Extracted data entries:
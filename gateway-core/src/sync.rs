//! Background configuration synchronizer: periodic, incremental pulls of
//! tenant records from the cloud backend, applied through
//! [`TenantManager::update_configs`].
//!
//! State machine per spec.md §4.5: idle -> syncing -> (success: schedule
//! next tick, or immediately if `hasMore`) | (failure: exponential backoff,
//! alert past threshold). Grounded on `pageserver::tenant::tasks`'s
//! `tokio::select!`-over-`CancellationToken` shutdown pattern and
//! `proxy::redis::notifications::task_main`'s retry-with-backoff loop.

use std::sync::atomic::{AtomicBool, AtomicU32, Ordering};
use std::sync::Arc;
use std::time::Duration;

use tokio::sync::Mutex;
use tokio_util::sync::CancellationToken;

use crate::alert::{Alert, AlertSeverity, AlertSink};
use crate::cloud::CloudBackend;
use crate::tenant::TenantManager;

const PAGINATION_FOLLOWUP_DELAY: Duration = Duration::from_millis(100);

#[derive(Debug, Clone)]
pub struct ConfigSynchronizerConfig {
    pub sync_interval: Duration,
    pub initial_retry_delay: Duration,
    pub max_retry_delay: Duration,
    /// Consecutive failures at which the alert sink is invoked.
    pub alert_threshold: u32,
}

impl Default for ConfigSynchronizerConfig {
    fn default() -> Self {
        Self {
            sync_interval: Duration::from_secs(300),
            initial_retry_delay: Duration::from_secs(1),
            max_retry_delay: Duration::from_secs(60),
            alert_threshold: 4,
        }
    }
}

/// Result of one `syncNow()` invocation, returned synchronously relative to
/// its own call (spec.md §4.5).
#[derive(Debug, Clone, PartialEq, Eq, serde::Serialize)]
pub struct SyncOutcome {
    pub success: bool,
    pub users_updated: usize,
    pub error: Option<String>,
}

impl SyncOutcome {
    fn in_progress() -> Self {
        Self {
            success: false,
            users_updated: 0,
            error: Some("sync_in_progress".to_string()),
        }
    }
}

struct BackoffState {
    last_sync_cursor: Option<String>,
    consecutive_failures: u32,
    current_retry_delay: Duration,
}

pub struct ConfigSynchronizer {
    manager: Arc<TenantManager>,
    cloud: Arc<dyn CloudBackend>,
    config: ConfigSynchronizerConfig,
    alert_sink: Arc<dyn AlertSink>,
    state: Mutex<BackoffState>,
    in_flight: AtomicBool,
    consecutive_failures_gauge: AtomicU32,
    cancel: Mutex<Option<CancellationToken>>,
}

impl ConfigSynchronizer {
    pub fn new(
        manager: Arc<TenantManager>,
        cloud: Arc<dyn CloudBackend>,
        config: ConfigSynchronizerConfig,
        alert_sink: Arc<dyn AlertSink>,
    ) -> Arc<Self> {
        Arc::new(Self {
            manager,
            cloud,
            state: Mutex::new(BackoffState {
                last_sync_cursor: None,
                consecutive_failures: 0,
                current_retry_delay: config.initial_retry_delay,
            }),
            config,
            alert_sink,
            in_flight: AtomicBool::new(false),
            consecutive_failures_gauge: AtomicU32::new(0),
            cancel: Mutex::new(None),
        })
    }

    pub fn consecutive_failures(&self) -> u32 {
        self.consecutive_failures_gauge.load(Ordering::Relaxed)
    }

    /// Begin the periodic sync loop. The first run is immediate. Idempotent.
    pub async fn start(self: &Arc<Self>) {
        let mut guard = self.cancel.lock().await;
        if guard.is_some() {
            return;
        }
        let cancel = CancellationToken::new();
        *guard = Some(cancel.clone());
        drop(guard);

        let synchronizer = Arc::clone(self);
        tokio::spawn(async move {
            loop {
                let outcome = synchronizer.sync_now().await;
                let delay = synchronizer.next_delay_after(&outcome).await;
                tokio::select! {
                    _ = cancel.cancelled() => break,
                    _ = tokio::time::sleep(delay) => {}
                }
            }
        });
    }

    pub async fn stop(&self) {
        if let Some(cancel) = self.cancel.lock().await.take() {
            cancel.cancel();
        }
    }

    /// Delay before the next full sync cycle. `run_pages` already drains
    /// pagination (`hasMore`) internally with its own short follow-up
    /// delay, so by the time an outcome reaches here it always reflects a
    /// fully-paged attempt: on failure, the current backoff delay; on
    /// success, the ordinary sync interval.
    async fn next_delay_after(&self, outcome: &SyncOutcome) -> Duration {
        if !outcome.success {
            return self.state.lock().await.current_retry_delay;
        }
        self.config.sync_interval
    }

    /// Run one sync attempt, draining all pages before returning. Reentrant
    /// calls (while a prior call is still running) are a no-op that reports
    /// `sync_in_progress` rather than queuing or blocking.
    pub async fn sync_now(&self) -> SyncOutcome {
        if self
            .in_flight
            .compare_exchange(false, true, Ordering::AcqRel, Ordering::Acquire)
            .is_err()
        {
            return SyncOutcome::in_progress();
        }
        let result = self.run_pages().await;
        self.in_flight.store(false, Ordering::Release);
        result
    }

    async fn run_pages(&self) -> SyncOutcome {
        let mut total_updated = 0usize;
        loop {
            let since = self.state.lock().await.last_sync_cursor.clone();

            match self.cloud.fetch_configs(since.as_deref()).await {
                Ok(response) => {
                    let applied = self.manager.update_configs(&response.users).await;
                    total_updated += applied;

                    let mut state = self.state.lock().await;
                    state.last_sync_cursor = Some(response.sync_timestamp.clone());
                    state.consecutive_failures = 0;
                    state.current_retry_delay = self.config.initial_retry_delay;
                    self.consecutive_failures_gauge.store(0, Ordering::Relaxed);
                    let has_more = response.has_more;
                    drop(state);

                    if has_more {
                        tokio::time::sleep(PAGINATION_FOLLOWUP_DELAY).await;
                        continue;
                    }

                    return SyncOutcome {
                        success: true,
                        users_updated: total_updated,
                        error: None,
                    };
                }
                Err(e) => {
                    let message = e.to_string();
                    self.manager.record_sync_failure(&message);

                    let mut state = self.state.lock().await;
                    state.consecutive_failures += 1;
                    state.current_retry_delay = retry_delay_after_failures(
                        self.config.initial_retry_delay,
                        self.config.max_retry_delay,
                        state.consecutive_failures,
                    );
                    let consecutive = state.consecutive_failures;
                    self.consecutive_failures_gauge
                        .store(consecutive, Ordering::Relaxed);
                    drop(state);

                    if consecutive >= self.config.alert_threshold {
                        self.alert_sink.alert(Alert {
                            severity: AlertSeverity::Error,
                            message: format!(
                                "config sync has failed {consecutive} times in a row: {message}"
                            ),
                        });
                    }

                    return SyncOutcome {
                        success: false,
                        users_updated: total_updated,
                        error: Some(message),
                    };
                }
            }
        }
    }
}
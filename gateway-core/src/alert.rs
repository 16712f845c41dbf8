//! Severity-leveled alerts raised by the synchronizer's backoff escalation
//! and the Monitor's threshold checks. Kept as a separate, tiny seam (rather
//! than folding into [`crate::tenant::events::GatewayEvent`]) because alerts
//! are meant for an ops-facing sink (pager, Slack webhook, log line) while
//! manager events are meant for in-process subscribers like the CLI.

use std::fmt;
use std::sync::Arc;

#[derive(Debug, Clone, Copy, PartialEq, Eq, PartialOrd, Ord)]
pub enum AlertSeverity {
    Info,
    Warning,
    Error,
    Critical,
}

impl fmt::Display for AlertSeverity {
    fn fmt(&self, f: &mut fmt::Formatter<'_>) -> fmt::Result {
        let s = match self {
            AlertSeverity::Info => "info",
            AlertSeverity::Warning => "warning",
            AlertSeverity::Error => "error",
            AlertSeverity::Critical => "critical",
        };
        f.write_str(s)
    }
}

#[derive(Debug, Clone)]
pub struct Alert {
    pub severity: AlertSeverity,
    pub message: String,
}

/// Destination for alerts. The default [`TracingAlertSink`] just logs; a
/// deployment wires in a pager/webhook sink at the same seam.
pub trait AlertSink: Send + Sync {
    fn alert(&self, alert: Alert);
}

/// Default sink: routes severity to the matching `tracing` macro so an
/// alert is never silently dropped even with nothing else wired up.
pub struct TracingAlertSink;

impl AlertSink for TracingAlertSink {
    fn alert(&self, alert: Alert) {
        match alert.severity {
            AlertSeverity::Info => tracing::info!(message = %alert.message, "alert"),
            AlertSeverity::Warning => tracing::warn!(message = %alert.message, "alert"),
            AlertSeverity::Error => tracing::error!(message = %alert.message, "alert"),
            AlertSeverity::Critical => tracing::error!(message = %alert.message, critical = true, "alert"),
        }
    }
}

pub fn default_alert_sink() -> Arc<dyn AlertSink> {
    Arc::new(TracingAlertSink)
}

/// In-memory sink for assertions in this crate's own tests and in other
/// modules' test code (synchronizer backoff alerts, monitor thresholds).
#[cfg(any(test, feature = "testing"))]
pub mod test_support {
    use super::{Alert, AlertSink};
    use std::sync::Mutex;

    #[derive(Default)]
    pub struct CollectingAlertSink {
        pub alerts: Mutex<Vec<Alert>>,
    }

    impl AlertSink for CollectingAlertSink {
        fn alert(&self, alert: Alert) {
            self.alerts.lock().unwrap().push(alert);
        }
    }
}
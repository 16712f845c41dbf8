//! Wire shapes for the cloud backend's tenant API. Snake_case on the wire
//! (matching the backend's JSON), camelCase in the names we use internally —
//! `serde(rename_all)` does the translation at the boundary so nothing
//! downstream has to think about it.

use serde::{Deserialize, Serialize};
use serde_json::Value;

use crate::tenant::TenantStatus;

/// `POST /auth/verify-token?token=...` success body: `{ data: { ... } }`.
#[derive(Debug, Deserialize)]
pub struct VerifyTokenResponse {
    pub data: VerifyTokenData,
}

#[derive(Debug, Deserialize)]
pub struct VerifyTokenData {
    pub user_id: String,
    pub status: TenantStatus,
    pub openclaw_config: Value,
}

/// One tenant record as pulled from `GET /gateway/configs`.
#[derive(Debug, Clone, Deserialize, Serialize)]
pub struct CloudTenantRecord {
    pub user_id: String,
    pub gateway_token: String,
    pub openclaw_config: Value,
    pub status: TenantStatus,
    #[serde(default)]
    pub llm_api_key: Option<String>,
    pub updated_at: String,
}

/// `GET /gateway/configs?since=...` response envelope. Unlike
/// [`CloudTenantRecord`], this envelope is camelCase on the wire.
#[derive(Debug, Deserialize)]
#[serde(rename_all = "camelCase")]
pub struct ConfigsResponse {
    pub users: Vec<CloudTenantRecord>,
    pub sync_timestamp: String,
    #[serde(default)]
    pub has_more: bool,
    #[serde(default)]
    pub next_cursor: Option<String>,
}
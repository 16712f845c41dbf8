//! Central in-memory tenant directory and bounded cache.
//!
//! A single [`tokio::sync::Mutex`] guards the map structures (`instances`,
//! `token_index`, `resolvers`); the simplest-correct option spec.md §9 calls
//! out. Per-tenant fields (`status`, `config`, `llm_api_key`,
//! `pending_requests`, `last_activity_at`) live behind their own
//! `parking_lot::Mutex`/atomics on [`TenantInstance`] so a request's
//! increment/decrement never has to contend for the map lock. The lock is
//! only held across short critical sections — never across a remote
//! verify call or a background sync fetch — so one slow authenticator's own
//! I/O cannot block anyone else's.

use std::collections::BTreeMap;
use std::sync::atomic::{AtomicI64, AtomicU32, AtomicU64, Ordering};
use std::sync::Arc;
use std::time::Duration;

use camino::Utf8PathBuf;
use serde_json::Value;
use tokio::sync::Mutex;
use tokio_util::sync::CancellationToken;

use crate::cloud::messages::CloudTenantRecord;
use crate::cloud::CloudBackend;
use crate::error::{GatewayError, Result};
use crate::paths::TenantPaths;
use crate::provision::{provision_user, ProvisionInputs};
use crate::tenant::events::{EventBus, GatewayEvent};
use crate::tenant::{EvictionReason, TenantInstance, TenantStatus};
use crate::workspace::WorkspaceResolver;

#[derive(Debug, Clone)]
pub struct TenantManagerConfig {
    pub config_root: Utf8PathBuf,
    pub workspace_root: Utf8PathBuf,
    pub template_path: Option<Utf8PathBuf>,
    pub llm_proxy_base_url: Option<String>,
    pub max_cached_users: usize,
    pub user_idle_timeout: Duration,
}

impl Default for TenantManagerConfig {
    fn default() -> Self {
        Self {
            config_root: Utf8PathBuf::from("/etc/gateway/tenants"),
            workspace_root: Utf8PathBuf::from("/var/lib/gateway/workspaces"),
            template_path: None,
            llm_proxy_base_url: None,
            max_cached_users: 100,
            user_idle_timeout: Duration::from_secs(3600),
        }
    }
}
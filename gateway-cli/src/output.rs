//! Terminal/JSON rendering for CLI subcommands, grounded on the
//! `comfy-table`-based formatter used for RipTide's CLI output: array of
//! objects renders as a table, a bare object renders as a two-column
//! key/value table, anything else is pretty-printed JSON.

use clap::ValueEnum;
use comfy_table::{presets::UTF8_FULL, ContentArrangement, Table};
use serde::Serialize;
use serde_json::Value;

#[derive(Debug, Clone, Copy, PartialEq, Eq, ValueEnum)]
pub enum OutputFormat {
    Table,
    Json,
}

pub fn render<T: Serialize>(format: OutputFormat, data: &T) -> String {
    match format {
        OutputFormat::Json => {
            serde_json::to_string_pretty(data).unwrap_or_else(|e| format!("{{\"error\":\"{e}\"}}"))
        }
        OutputFormat::Table => {
            let value = serde_json::to_value(data).unwrap_or(Value::Null);
            render_table(&value)
        }
    }
}

fn render_table(value: &Value) -> String {
    match value {
        Value::Array(items) => render_array(items),
        Value::Object(fields) => render_object(fields),
        other => other.to_string(),
    }
}

fn render_array(items: &[Value]) -> String {
    if items.is_empty() {
        return "(none)".to_string();
    }

    let mut table = Table::new();
    table
        .load_preset(UTF8_FULL)
        .set_content_arrangement(ContentArrangement::Dynamic);

    if let Some(Value::Object(first)) = items.first() {
        let headers: Vec<String> = first.keys().cloned().collect();
        table.set_header(&headers);
        for item in items {
            if let Value::Object(obj) = item {
                let row: Vec<String> = headers
                    .iter()
                    .map(|h| scalar_to_string(obj.get(h)))
                    .collect();
                table.add_row(row);
            }
        }
    } else {
        table.set_header(vec!["value"]);
        for item in items {
            table.add_row(vec![scalar_to_string(Some(item))]);
        }
    }

    table.to_string()
}

fn render_object(fields: &serde_json::Map<String, Value>) -> String {
    let mut table = Table::new();
    table
        .load_preset(UTF8_FULL)
        .set_content_arrangement(ContentArrangement::Dynamic);
    table.set_header(vec!["field", "value"]);
    for (key, value) in fields {
        table.add_row(vec![key.clone(), scalar_to_string(Some(value))]);
    }
    table.to_string()
}

fn scalar_to_string(value: Option<&Value>) -> String {
    match value {
        Some(Value::String(s)) => s.clone(),
        Some(Value::Null) | None => "-".to_string(),
        Some(other @ (Value::Object(_) | Value::Array(_))) => {
            serde_json::to_string(other).unwrap_or_default()
        }
        Some(other) => other.to_string(),
    }
}

#[cfg(test)]
mod tests {
    use super::*;
    use serde_json::json;

    #[test]
    fn renders_array_of_objects_as_table() {
        let rendered = render(OutputFormat::Table, &json!([{"id": "u-1", "status": "active"}]));
        assert!(rendered.contains("id"));
        assert!(rendered.contains("u-1"));
    }

    #[test]
    fn renders_empty_array_as_none() {
        let rendered = render(OutputFormat::Table, &Vec::<Value>::new());
        assert_eq!(rendered, "(none)");
    }

    #[test]
    fn json_format_round_trips() {
        let rendered = render(OutputFormat::Json, &json!({"a": 1}));
        let parsed: Value = serde_json::from_str(&rendered).unwrap();
        assert_eq!(parsed, json!({"a": 1}));
    }
}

--- Try it ---
Taking the records above as input, show every line in which the word "CloudBackend" is present.

--- Problem solution ---
use crate::cloud::CloudBackend;
    cloud: Arc<dyn CloudBackend>,
        cloud: Arc<dyn CloudBackend>,
use crate::cloud::CloudBackend;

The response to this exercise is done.